BIPOC Patients Living With AML | Mortality Rate and Favorable Genetics
BIPOC Patients Living With AML | Mortality Rate and Favorable Genetics from Patient Empowerment Network on Vimeo.
How can acute myeloid leukemia (AML) disparities be addressed in BIPOC groups? Dr. Naval Daver from the University of Texas MD Anderson Cancer Center shares insight. Learn about disparities, molecular profile cytogenetics, and clinical trial benefits.
[ACT]IVATION TIP from Dr. Daver: “Clinical trials are usually developed to improve and move forward the standard of care to better outcomes, as well as knowing that there are many different approaches to getting financial support through different organizations, entities and even potentially through some of the clinical trials, as well as considering becoming volunteer donors for national marrow donor programs, so you can support potential transplant for patients from those communities, which will give them a potential curative option.”
Related Resources:
Long-Term Effects Acute Myeloid Leukemia Patients Should Know |
|
|
Transcript:
Art:
Dr. Daver, non-Hispanic Black and Hispanic patients with AML have higher mortality rates than non-Hispanic white patients despite more favorable genetics and younger age. How can we address disparities in AML among diverse patient populations?
Dr. Naval Daver:
This is a great question, and then something that I think we all need to spend more time with understanding, and now researchers started to look at the differences in molecular profile cytogenetics presentations among different ethnic backgrounds.

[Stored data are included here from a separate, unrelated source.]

//! Error types for the `kinde-auth` crate.
//!
//! A root `Error` struct holds an error kind tree and an optional source for
//! error chaining. The `web` crate maps the kinds to HTTP status codes and
//! fixed public messages; the `source` is for logs only.

use std::error::Error as StdError;
use std::fmt;

/// Top-level error type for kinde-auth crate.
/// Holds error kind and optional source for error chaining.
#[derive(Debug)]
pub struct Error {
    pub source: Option<Box<dyn StdError + Send + Sync>>,
    pub error_kind: ErrorKind,
}

/// Major categories of errors in kinde-auth.
#[derive(Debug, PartialEq)]
pub enum ErrorKind {
    /// Required settings (issuer URL, client id, redirect URI, ...) are missing.
    Config,
    Storage(StorageErrorKind),
    Request(RequestErrorKind),
    OAuth(OAuthErrorKind),
}

/// Errors from the transient state store.
#[derive(Debug, PartialEq)]
pub enum StorageErrorKind {
    /// No backing store is provisioned for this deployment.
    Unavailable,
    /// A put/get/delete against the backing store failed.
    Operation,
    /// A stored value could not be encoded or decoded.
    Serialization,
}

/// Errors caused by the inbound request itself.
#[derive(Debug, PartialEq)]
pub enum RequestErrorKind {
    MissingParameters,
    UnknownEndpoint,
}

/// Errors from the OAuth flow.
#[derive(Debug, PartialEq)]
pub enum OAuthErrorKind {
    /// The provider redirected back with an `error` parameter.
    /// Holds the provider's error (and description, if any) verbatim.
    Provider(String),
    /// The `state` is unknown, consumed or expired.
    InvalidState,
    /// PKCE is enabled but no verifier was registered for the `state`.
    MissingCodeVerifier,
    /// The token endpoint was unreachable, timed out, or answered non-2xx / non-JSON.
    TokenExchangeFailed,
    /// The token endpoint answered JSON without an `access_token`.
    MalformedTokenResponse,
}

impl fmt::Display for Error {
    fn fmt(&self, f: &mut fmt::Formatter) -> fmt::Result {
        match &self.error_kind {
            ErrorKind::Config => write!(f, "Configuration error"),
            ErrorKind::Storage(kind) => write!(f, "Storage error: {:?}", kind),
            ErrorKind::Request(kind) => write!(f, "Request error: {:?}", kind),
            ErrorKind::OAuth(kind) => write!(f, "OAuth error: {:?}", kind),
        }
    }
}

impl StdError for Error {
    fn source(&self) -> Option<&(dyn StdError + 'static)> {
        self.source
            .as_ref()
            .map(|e| e.as_ref() as &(dyn StdError + 'static))
    }
}

// Every reqwest failure on the token endpoint surfaces as a failed exchange;
// the KV backend maps its own failures to storage errors explicitly.
impl From<reqwest::Error> for Error {
    fn from(err: reqwest::Error) -> Self {
        Error {
            source: Some(Box::new(err)),
            error_kind: ErrorKind::OAuth(OAuthErrorKind::TokenExchangeFailed),
        }
    }
}

impl From<serde_json::Error> for Error {
    fn from(err: serde_json::Error) -> Self {
        Error {
            source: Some(Box::new(err)),
            error_kind: ErrorKind::Storage(StorageErrorKind::Serialization),
        }
    }
}

/// Helper function to create configuration errors.
pub fn config_error(message: &str) -> Error {
    Error {
        source: Some(message.to_string().into()),
        error_kind: ErrorKind::Config,
    }
}

/// Helper function to create storage errors.
pub fn storage_error(kind: StorageErrorKind, message: &str) -> Error {
    Error {
        source: Some(message.to_string().into()),
        error_kind: ErrorKind::Storage(kind),
    }
}

/// Helper function to create request errors.
pub fn request_error(kind: RequestErrorKind, message: &str) -> Error {
    Error {
        source: Some(message.to_string().into()),
        error_kind: ErrorKind::Request(kind),
    }
}

/// Helper function to create OAuth errors.
pub fn oauth_error(kind: OAuthErrorKind, message: &str) -> Error {
    Error {
        source: Some(message.to_string().into()),
        error_kind: ErrorKind::OAuth(kind),
    }
}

It is definitely true that access to care has been more limited in some of these populations that you mentioned, including the Hispanic population and in the non-Hispanic Black population, and I think there are a number of things that may be causing this issue, so I think one there is definitely an economic divide, and especially for large academic centers where patients do have to travel, often stay locally for a period of time to go on the trial, this causes expense, and a lot of times,I think a number of these populations may not have had funding or they may not have the insurance that would cover that particular center.
And so this is one of the big hurdles… second, I think that there is among us communities, sometimes more suspicion or circumspect approach to clinical trials and large academic centers thing, that’s something that hopefully we will be able to change with programs such as the and many, many others that we all are working on, because I think we actually do want to have more inclusion in clinical trials. And we do want to have a more representation of the entire population rather than just a subset.

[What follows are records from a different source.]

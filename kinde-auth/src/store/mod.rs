//! Transient key-value storage for the authorization flow.
//!
//! Holds pending `state` markers, post-login redirects, PKCE verifiers and the
//! current token set. Backends only need put/get/delete with an optional TTL;
//! expired entries must read back as absent.

mod kv;
mod memory;

use async_trait::async_trait;
use serde::de::DeserializeOwned;
use serde::Serialize;
use serde_json::Value;

use crate::error::Error;

pub use kv::{KvStore, DEFAULT_KEY_PREFIX};
pub use memory::MemoryStore;

/// TTL for every entry belonging to one authorization attempt.
pub const PENDING_TTL_SECS: u64 = 600;

/// A value held by the store: either a bare string or a structured record.
///
/// Records are written as JSON text. On read, text that parses as a JSON object
/// comes back as a record and anything else comes back unchanged as text, so a
/// bare marker and a record can share one keyspace.
#[derive(Debug, Clone, PartialEq)]
pub enum StoredValue {
    Text(String),
    Record(Value),
}

impl StoredValue {
    pub fn text(value: impl Into<String>) -> Self {
        StoredValue::Text(value.into())
    }

    /// Serialize a record for storage.
    pub fn record<T: Serialize>(value: &T) -> Result<Self, Error> {
        Ok(StoredValue::Record(serde_json::to_value(value)?))
    }

    /// Decode raw text read back from a backend.
    pub fn decode(raw: String) -> Self {
        match serde_json::from_str::<Value>(&raw) {
            Ok(record @ Value::Object(_)) => StoredValue::Record(record),
            _ => StoredValue::Text(raw),
        }
    }

    /// Encode to the text form written to a backend.
    pub fn encode(&self) -> Result<String, Error> {
        match self {
            StoredValue::Text(text) => Ok(text.clone()),
            StoredValue::Record(record) => Ok(serde_json::to_string(record)?),
        }
    }

    pub fn as_text(&self) -> Option<&str> {
        match self {
            StoredValue::Text(text) => Some(text),
            StoredValue::Record(_) => None,
        }
    }

    /// Deserialize a record into `T`. Text values never match a record type.
    pub fn into_record<T: DeserializeOwned>(self) -> Result<T, Error> {
        match self {
            StoredValue::Record(record) => Ok(serde_json::from_value(record)?),
            StoredValue::Text(text) => Ok(serde_json::from_str(&text)?),
        }
    }
}

/// Key-expiring storage shared by every request.
///
/// `get` returns `Ok(None)` for absent or expired keys and `Err` only when the
/// backend itself failed, so callers can tell "not found" from "failed".
#[async_trait]
pub trait TransientStore: Send + Sync {
    /// Store `value` under `key`. `ttl_secs` of `None` keeps it until deleted.
    async fn put(&self, key: &str, value: StoredValue, ttl_secs: Option<u64>)
        -> Result<(), Error>;

    async fn get(&self, key: &str) -> Result<Option<StoredValue>, Error>;

    /// Remove `key`. Removing an absent key is not an error.
    async fn delete(&self, key: &str) -> Result<(), Error>;
}

/// Logical key layout shared by every backend.
pub mod keys {
    pub const TOKENS: &str = "tokens";

    pub fn state(state_id: &str) -> String {
        format!("state:{}", state_id)
    }

    pub fn redirect(state_id: &str) -> String {
        format!("redirect:{}", state_id)
    }

    pub fn code_verifier(state_id: &str) -> String {
        format!("code_verifier:{}", state_id)
    }

    /// Token set key: the shared `tokens` slot or `tokens:<session>`.
    pub fn tokens(session_id: Option<&str>) -> String {
        match session_id {
            Some(id) => format!("{}:{}", TOKENS, id),
            None => TOKENS.to_string(),
        }
    }
}
use crate::controller::auth_controller::session_cookie_value;
use crate::AppState;

use axum::extract::State;
use axum::http::header;
use axum::response::IntoResponse;
use axum::Json;
use axum_extra::extract::cookie::CookieJar;
use kinde_auth::session::{self, AuthenticationState};

/// GET whether the caller holds a token set, plus its unverified profile
#[utoipa::path(
    get,
    path = "/api/auth/session",
    responses(
        (status = 200, description = "{\"authenticated\": bool, \"user\": {...} | null}"),
    )
)]
pub async fn session(State(app_state): State<AppState>, jar: CookieJar) -> impl IntoResponse {
    let session_id = session_cookie_value(&jar);
    let state = match app_state.store() {
        Some(store) => {
            session::current_state(&app_state.auth_settings(), store, session_id.as_deref()).await
        }
        None => AuthenticationState {
            authenticated: false,
            user: None,
        },
    };

    ([(header::CACHE_CONTROL, "no-store")], Json(state))
}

So hopefully the understanding that clinical trials are usually done with the intent to improve the current standard of care, and randomization includes the current standard of care, and then something that we think could be added to further improve that, and often that many of the clinical trials may even be able to provide some degree of financial support for travel stay.
These could all help maybe some of these populations to access and get on clinical trials, which is one of the big goals for MD Anderson and other large academic centers and investigators such as myself.

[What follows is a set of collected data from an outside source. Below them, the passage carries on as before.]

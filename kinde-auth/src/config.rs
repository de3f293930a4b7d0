//! Immutable provider settings handed to every flow operation.

use secrecy::{ExposeSecret, SecretString};
use url::Url;

use crate::error::{config_error, Error};

pub const DEFAULT_SCOPE: &str = "openid profile email offline";
pub const DEFAULT_POST_LOGIN_REDIRECT: &str = "/dashboard";
pub const DEFAULT_POST_LOGOUT_REDIRECT: &str = "/";

/// How the persisted token set is keyed in the transient store.
#[derive(Debug, Clone, Copy, PartialEq, Eq)]
pub enum TokenScoping {
    /// One `tokens` entry shared by every caller of this deployment.
    Shared,
    /// One `tokens:<session>` entry per browser session cookie.
    PerSession,
}

/// Settings for one request context.
///
/// Built once per request by a [`SettingsSource`] and never mutated by the flow.
/// Required values are kept optional here so that a missing one can be reported
/// as a configuration error by the operation that needs it.
#[derive(Debug, Clone)]
pub struct AuthSettings {
    pub issuer_url: Option<String>,
    pub client_id: Option<String>,
    /// Absent for PKCE-only clients.
    pub client_secret: Option<SecretString>,
    pub redirect_uri: Option<String>,
    pub scope: String,
    pub audience: Option<String>,
    pub post_login_redirect_url: String,
    pub post_logout_redirect_url: String,
    pub pkce_enabled: bool,
    pub token_scoping: TokenScoping,
}

impl Default for AuthSettings {
    fn default() -> Self {
        Self {
            issuer_url: None,
            client_id: None,
            client_secret: None,
            redirect_uri: None,
            scope: DEFAULT_SCOPE.to_string(),
            audience: None,
            post_login_redirect_url: DEFAULT_POST_LOGIN_REDIRECT.to_string(),
            post_logout_redirect_url: DEFAULT_POST_LOGOUT_REDIRECT.to_string(),
            pkce_enabled: false,
            token_scoping: TokenScoping::Shared,
        }
    }
}

/// Anything that can produce [`AuthSettings`] (CLI/env config, test fixtures).
pub trait SettingsSource {
    fn auth_settings(&self) -> AuthSettings;
}

impl SettingsSource for AuthSettings {
    fn auth_settings(&self) -> AuthSettings {
        self.clone()
    }
}

impl AuthSettings {
    /// Parsed issuer base URL, or a configuration error.
    pub fn issuer(&self) -> Result<Url, Error> {
        let raw = non_empty(self.issuer_url.as_deref())
            .ok_or_else(|| config_error("Issuer URL is not configured"))?;
        Url::parse(raw).map_err(|e| Error {
            source: Some(Box::new(e)),
            error_kind: crate::error::ErrorKind::Config,
        })
    }

    pub fn require_client_id(&self) -> Result<&str, Error> {
        non_empty(self.client_id.as_deref())
            .ok_or_else(|| config_error("Client ID is not configured"))
    }

    pub fn require_redirect_uri(&self) -> Result<&str, Error> {
        non_empty(self.redirect_uri.as_deref())
            .ok_or_else(|| config_error("Redirect URI is not configured"))
    }

    pub fn require_client_secret(&self) -> Result<&str, Error> {
        self.client_secret
            .as_ref()
            .map(|s| s.expose_secret().as_str())
            .filter(|s| !s.is_empty())
            .ok_or_else(|| config_error("Client secret is not configured"))
    }

    /// `<issuer>/<path>`, keeping any path prefix the issuer URL already carries.
    pub fn endpoint(&self, path: &str) -> Result<Url, Error> {
        let issuer = self.issuer()?;
        let base = issuer.as_str().trim_end_matches('/');
        Url::parse(&format!("{}/{}", base, path.trim_start_matches('/'))).map_err(|e| Error {
            source: Some(Box::new(e)),
            error_kind: crate::error::ErrorKind::Config,
        })
    }
}

fn non_empty(value: Option<&str>) -> Option<&str> {
    value.map(str::trim).filter(|v| !v.is_empty())
}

I think the third big hurdle, of course, is that even proven extensive transplant, which still remains the most effective long-term curative approach, we don’t have as many donors for the Black and the Hispanic community proportionately than we do for the Caucasian white population.
So I think this is another kind of call to voluntarily consider becoming a donor for the national marrow donor program, for others who are in that community, because we often do find challenges finding ideal donors, and this is a very simple procedure where it…here one, all you have to do is give us a saliva swab, mail it in.. You don’t even have to go to the clinics.
Nowadays, they log it in and if you’re ever called on, it’s just a blood collection, it’s like donating in blood, and you could save somebody’s life to be probably the easiest thing to save, somebody’s like that you will have the opportunity to do in your life.
So I think it’s really, really important that those communities also start signing up and becoming voluntary donors, so I think these are three of the kind of hurdles, of course, there are many, many others, but hopefully with the big push and impetus that’s happening across the world and across the country and across the large academic centers. In the next five to 10 years, we will see more inclusiveness and more representation of all populations proportionally in the ongoing trials and publications.
My activation tip for this is understanding that clinical trials are usually developed to improve and move forward the standard of care to better outcomes, as well as knowing that there are many different approaches to getting financial support through different organizations, entities and even potentially through some of the clinical trials, as well as considering becoming volunteer donors for national marrow donor programs, so you can support potential transplant for patients from those communities, which will give them a potential curative option.